[Directions for this task] In the records below, find the line that contains "Self::new(rgba.r, rgba.g, rgba.b, rgba.a)", then write out that line and each one after it exactly, up to and including the last.

*** Listed records Section Begins ***

//! Freehand stroke recorded by the pen and eraser tools.

use super::{Rgba, ShapeId, ShapeTrait};
use kurbo::{BezPath, Point, Rect};
use uuid::Uuid;

/// Which tool recorded a stroke.
#[derive(Debug, Clone, Copy, PartialEq, Eq, Hash)]
pub enum StrokeTool {
    /// Paints in the stroke color.
    Pen,
    /// Paints in the background color over whatever lies beneath it.
    Eraser,
}

/// A freehand path (ordered series of world points).
#[derive(Debug, Clone, PartialEq)]
pub struct Stroke {
    pub(crate) id: ShapeId,
    /// Tool that recorded this stroke.
    pub tool: StrokeTool,
    /// Points in pointer order.
    points: Vec<Point>,
    /// Stroke color (ignored for eraser strokes).
    pub color: Rgba,
    /// Stroke width in world units.
    pub width: f64,
}

impl Stroke {
    /// Start a stroke at `start`.
    pub fn new(tool: StrokeTool, start: Point, color: Rgba, width: f64) -> Self {
        Self {
            id: Uuid::new_v4(),
            tool,
            points: vec![start],
            color,
            width,
        }
    }

    /// Append a point to the path.
    pub fn push_point(&mut self, point: Point) {
        self.points.push(point);
    }

    /// Points recorded so far.
    pub fn points(&self) -> &[Point] {
        &self.points
    }

    /// Get the number of points.
    pub fn len(&self) -> usize {
        self.points.len()
    }

    /// Check if the path is empty.
    pub fn is_empty(&self) -> bool {
        self.points.is_empty()
    }

    /// True if the stroke is a single dot (no movement after pointer down).
    pub fn is_dot(&self) -> bool {
        match self.points.split_first() {
            Some((first, rest)) => rest.iter().all(|p| p == first),
            None => false,
        }
    }

    pub fn is_eraser(&self) -> bool {
        self.tool == StrokeTool::Eraser
    }
}

impl ShapeTrait for Stroke {
    fn id(&self) -> ShapeId {
        self.id
    }

    fn bounds(&self) -> Rect {
        let Some(first) = self.points.first() else {
            return Rect::ZERO;
        };

        let tight = self
            .points
            .iter()
            .fold(Rect::from_points(*first, *first), |acc, p| acc.union_pt(*p));
        let half = self.width / 2.0;
        tight.inflate(half, half)
    }

    fn to_path(&self) -> BezPath {
        let mut path = BezPath::new();

        let Some((first, rest)) = self.points.split_first() else {
            return path;
        };

        path.move_to(*first);
        for point in rest {
            path.line_to(*point);
        }

        path
    }
}
//! Renderer trait abstraction.

use kurbo::Size;
use peniko::Color;
use sketchpad_core::canvas::Canvas;
use thiserror::Error;

/// Renderer errors.
#[derive(Debug, Error)]
pub enum RendererError {
    #[error("Initialization failed: {0}")]
    InitFailed(String),
    #[error("Render failed: {0}")]
    RenderFailed(String),
    #[error("Surface error: {0}")]
    Surface(String),
}

/// Result type for renderer operations.
pub type RenderResult<T> = Result<T, RendererError>;

/// Context for a single render frame.
pub struct RenderContext<'a> {
    /// The canvas to render.
    pub canvas: &'a Canvas,
    /// Viewport size in physical pixels.
    pub viewport_size: Size,
    /// Device pixel ratio (for HiDPI).
    pub scale_factor: f64,
    /// Surface clear color; eraser strokes paint with it too.
    pub background_color: Color,
}

impl<'a> RenderContext<'a> {
    pub fn new(canvas: &'a Canvas, viewport_size: Size) -> Self {
        Self {
            canvas,
            viewport_size,
            scale_factor: 1.0,
            background_color: Color::WHITE,
        }
    }

    /// Set the scale factor for HiDPI.
    pub fn with_scale_factor(mut self, scale_factor: f64) -> Self {
        self.scale_factor = scale_factor;
        self
    }

    pub fn with_background(mut self, color: Color) -> Self {
        self.background_color = color;
        self
    }
}

/// Trait for rendering backends.
pub trait Renderer {
    /// Build the drawing commands for a frame. Called once per frame.
    fn build_scene(&mut self, ctx: &RenderContext);

    /// Get the background color (for clearing).
    fn background_color(&self, ctx: &RenderContext) -> Color {
        ctx.background_color
    }
}

#[cfg(test)]
mod tests {
    use super::*;

    #[test]
    fn test_error_messages() {
        let err = RendererError::Surface("creation failed: Lost".into());
        assert_eq!(err.to_string(), "Surface error: creation failed: Lost");
        let err = RendererError::InitFailed("render context missing".into());
        assert_eq!(err.to_string(), "Initialization failed: render context missing");
    }

    #[test]
    fn test_context_defaults() {
        let canvas = Canvas::new();
        let ctx = RenderContext::new(&canvas, Size::new(10.0, 10.0))
            .with_scale_factor(2.0)
            .with_background(Color::BLACK);
        assert_eq!(ctx.scale_factor, 2.0);
        assert_eq!(ctx.background_color.to_rgba8(), Color::BLACK.to_rgba8());
    }
}
//! Sketchpad Render Library
//!
//! Renderer abstraction and the Vello implementation that replays the
//! board into a scene every frame.

mod renderer;

#[cfg(feature = "vello-renderer")]
mod vello_impl;

pub use renderer::{RenderContext, RenderResult, Renderer, RendererError};

#[cfg(feature = "vello-renderer")]
pub use vello_impl::VelloRenderer;
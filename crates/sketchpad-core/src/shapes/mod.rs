//! Drawing primitives held by the board.

mod image;
mod primitive;
mod stroke;

pub use image::{ImageError, ImageFormat, MAX_IMAGE_SIZE, PlacedImage, RasterImage};
pub use primitive::{Shape, ShapeKind};
pub use stroke::{Stroke, StrokeTool};

use kurbo::{BezPath, Rect};
use peniko::Color;
use uuid::Uuid;

/// Plain RGBA8 color used by drawing primitives.
#[derive(Debug, Clone, Copy, PartialEq, Eq, Hash)]
pub struct Rgba {
    pub r: u8,
    pub g: u8,
    pub b: u8,
    pub a: u8,
}

impl Rgba {
    pub const fn new(r: u8, g: u8, b: u8, a: u8) -> Self {
        Self { r, g, b, a }
    }

    pub const fn black() -> Self {
        Self::new(0, 0, 0, 255)
    }

    pub const fn white() -> Self {
        Self::new(255, 255, 255, 255)
    }

    /// Parse `#rgb`, `#rrggbb` or `#rrggbbaa`.
    pub fn from_hex(color: &str) -> Option<Self> {
        let hex = color.trim().strip_prefix('#')?;
        let channel = |range: std::ops::Range<usize>| u8::from_str_radix(hex.get(range)?, 16).ok();
        match hex.len() {
            3 => Some(Self::new(
                channel(0..1)? * 17,
                channel(1..2)? * 17,
                channel(2..3)? * 17,
                255,
            )),
            6 => Some(Self::new(channel(0..2)?, channel(2..4)?, channel(4..6)?, 255)),
            8 => Some(Self::new(
                channel(0..2)?,
                channel(2..4)?,
                channel(4..6)?,
                channel(6..8)?,
            )),
            _ => None,
        }
    }
}

impl From<Color> for Rgba {
    fn from(color: Color) -> Self {
        let rgba = color.to_rgba8();
        Self::new(rgba.r, rgba.g, rgba.b, rgba.a)
    }
}

impl From<Rgba> for Color {
    fn from(color: Rgba) -> Self {
        Color::from_rgba8(color.r, color.g, color.b, color.a)
    }
}

/// Unique identifier for board entities.
pub type ShapeId = Uuid;

/// Common behaviour of everything the board stores.
pub trait ShapeTrait {
    /// Get the unique identifier.
    fn id(&self) -> ShapeId;

    /// Get the bounding box in world coordinates.
    fn bounds(&self) -> Rect;

    /// Get the outline path in world coordinates.
    fn to_path(&self) -> BezPath;
}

*** Listed records Section Ends ***

[Answer section]
        Self::new(rgba.r, rgba.g, rgba.b, rgba.a)
    }
}

impl From<Rgba> for Color {
    fn from(color: Rgba) -> Self {
        Color::from_rgba8(color.r, color.g, color.b, color.a)
    }
}

/// Unique identifier for board entities.
pub type ShapeId = Uuid;

/// Common behaviour of everything the board stores.
pub trait ShapeTrait {
    /// Get the unique identifier.
    fn id(&self) -> ShapeId;

    /// Get the bounding box in world coordinates.
    fn bounds(&self) -> Rect;

    /// Get the outline path in world coordinates.
    fn to_path(&self) -> BezPath;
}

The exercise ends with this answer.